→ WORK TO BE COMPLETED
Search the entries for lines with the string "address" and say how many there are, giving only the number.

Dataset entries
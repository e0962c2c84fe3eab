use log::{debug, error, info, trace, warn, LevelFilter};
use serde_json::{json, Map, Value};
use std::time::{Instant, SystemTime, UNIX_EPOCH};

use crate::config::LoggingConfig;
use crate::error::{ErrorSeverity, ScannerError};

/// Structured logging context: one JSON object per log line
pub struct LogContext {
    pub component: String,
    pub operation: String,
    pub metadata: Map<String, Value>,
}

impl LogContext {
    pub fn new(component: &str, operation: &str) -> Self {
        Self {
            component: component.to_string(),
            operation: operation.to_string(),
            metadata: Map::new(),
        }
    }

    pub fn with_metadata(mut self, key: &str, value: Value) -> Self {
        self.metadata.insert(key.to_string(), value);
        self
    }

    pub fn with_address(self, address: &str) -> Self {
        self.with_metadata("address", json!(address))
    }

    pub fn with_block_number(self, block_number: u64) -> Self {
        self.with_metadata("block_number", json!(block_number))
    }

    pub fn with_block_range(self, from_block: u64, to_block: u64) -> Self {
        self.with_metadata("from_block", json!(from_block))
            .with_metadata("to_block", json!(to_block))
    }

    pub fn with_transaction_hash(self, tx_hash: &str) -> Self {
        self.with_metadata("transaction_hash", json!(tx_hash))
    }

    pub fn with_duration_ms(self, duration_ms: u64) -> Self {
        self.with_metadata("duration_ms", json!(duration_ms))
    }

    fn format_message(&self, level: &str, message: &str) -> String {
        let timestamp = SystemTime::now()
            .duration_since(UNIX_EPOCH)
            .unwrap_or_default()
            .as_secs();

        let mut entry = Map::new();
        entry.insert("timestamp".to_string(), json!(timestamp));
        entry.insert("level".to_string(), json!(level));
        entry.insert("component".to_string(), json!(self.component));
        entry.insert("operation".to_string(), json!(self.operation));
        entry.insert("message".to_string(), json!(message));
        for (key, value) in &self.metadata {
            entry.insert(key.clone(), value.clone());
        }

        Value::Object(entry).to_string()
    }

    pub fn info(&self, message: &str) {
        info!("{}", self.format_message("INFO", message));
    }

    pub fn warn(&self, message: &str) {
        warn!("{}", self.format_message("WARN", message));
    }

    pub fn error(&self, message: &str) {
        error!("{}", self.format_message("ERROR", message));
    }

    pub fn debug(&self, message: &str) {
        debug!("{}", self.format_message("DEBUG", message));
    }

    pub fn trace(&self, message: &str) {
        trace!("{}", self.format_message("TRACE", message));
    }
}

/// Wall-clock timer for a single operation
pub struct PerformanceMonitor {
    start: Instant,
    operation: String,
}

impl PerformanceMonitor {
    pub fn new(operation: &str) -> Self {
        Self {
            start: Instant::now(),
            operation: operation.to_string(),
        }
    }

    pub fn elapsed_ms(&self) -> u64 {
        self.start.elapsed().as_millis() as u64
    }

    /// Stop the timer, logging failures at warn level, and return the elapsed milliseconds
    pub fn finish_with_result<T, E>(self, result: &Result<T, E>) -> u64
    where
        E: std::fmt::Display,
    {
        let duration = self.elapsed_ms();
        let context = LogContext::new("performance", &self.operation).with_duration_ms(duration);

        match result {
            Ok(_) => context.trace(&format!("Operation completed in {}ms", duration)),
            Err(e) => context
                .with_metadata("error", json!(e.to_string()))
                .warn(&format!("Operation failed after {}ms: {}", duration, e)),
        }

        duration
    }
}

pub struct ErrorLogger;

impl ErrorLogger {
    /// Log an error at a level derived from its severity
    pub fn log_error(error: &ScannerError, context: Option<LogContext>) {
        let severity = error.severity();

        let context = context
            .unwrap_or_else(|| LogContext::new("error", "unknown"))
            .with_metadata("error_kind", json!(error.kind()))
            .with_metadata("severity", json!(format!("{:?}", severity)))
            .with_metadata("recoverable", json!(error.is_recoverable()));

        let message = format!("Error occurred: {}", error);

        match severity {
            ErrorSeverity::Critical | ErrorSeverity::High => context.error(&message),
            ErrorSeverity::Medium => context.warn(&message),
            ErrorSeverity::Low => context.info(&message),
        }
    }
}

pub struct MetricsLogger;

impl MetricsLogger {
    pub fn log_rpc_call(method: &str, duration_ms: u64, success: bool) {
        let context = LogContext::new("metrics", "rpc_call")
            .with_metadata("method", json!(method))
            .with_duration_ms(duration_ms)
            .with_metadata("success", json!(success));

        if success {
            context.debug(&format!("RPC call {} completed in {}ms", method, duration_ms));
        } else {
            context.warn(&format!("RPC call {} failed after {}ms", method, duration_ms));
        }
    }

    pub fn log_scan_completed(
        address: &str,
        from_block: u64,
        to_block: u64,
        matched: usize,
        duration_ms: u64,
    ) {
        LogContext::new("metrics", "scan_completed")
            .with_address(address)
            .with_block_range(from_block, to_block)
            .with_metadata("matched", json!(matched))
            .with_duration_ms(duration_ms)
            .info(&format!(
                "Scanned blocks {}..={} for {}: {} new transactions",
                from_block, to_block, address, matched
            ));
    }

    pub fn log_poll_tick(block_number: u64, subscribers: usize, matched: usize) {
        let context = LogContext::new("metrics", "poll_tick")
            .with_block_number(block_number)
            .with_metadata("subscribers", json!(subscribers))
            .with_metadata("matched", json!(matched));

        if matched > 0 {
            context.info(&format!(
                "Block {} matched {} transactions for {} subscribers",
                block_number, matched, subscribers
            ));
        } else {
            context.debug(&format!("Block {} had no subscriber activity", block_number));
        }
    }
}

/// Initialize env_logger from the logging configuration.
///
/// `RUST_LOG`, when set, takes precedence over the configured level.
pub fn init_logging(config: &LoggingConfig) -> Result<(), log::SetLoggerError> {
    let level = config.level.parse::<LevelFilter>().unwrap_or(LevelFilter::Info);
    let json_format = config.format == "json";

    env_logger::Builder::new()
        .filter_level(level)
        .parse_default_env()
        .format(move |buf, record| {
            use std::io::Write;

            let message = record.args().to_string();
            if json_format {
                // Structured entries are already JSON; wrap plain messages so every line parses
                match serde_json::from_str::<Value>(&message) {
                    Ok(Value::Object(entry)) => writeln!(buf, "{}", Value::Object(entry)),
                    _ => writeln!(
                        buf,
                        "{}",
                        json!({
                            "timestamp": chrono::Utc::now().to_rfc3339(),
                            "level": record.level().to_string(),
                            "target": record.target(),
                            "message": message,
                        })
                    ),
                }
            } else {
                writeln!(
                    buf,
                    "{} [{}] {}: {}",
                    chrono::Utc::now().format("%Y-%m-%d %H:%M:%S%.3f"),
                    record.level(),
                    record.target(),
                    message
                )
            }
        })
        .try_init()?;

    info!("Logging initialized at level {} ({} format)", level, config.format);
    Ok(())
}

→ SOLUTION
5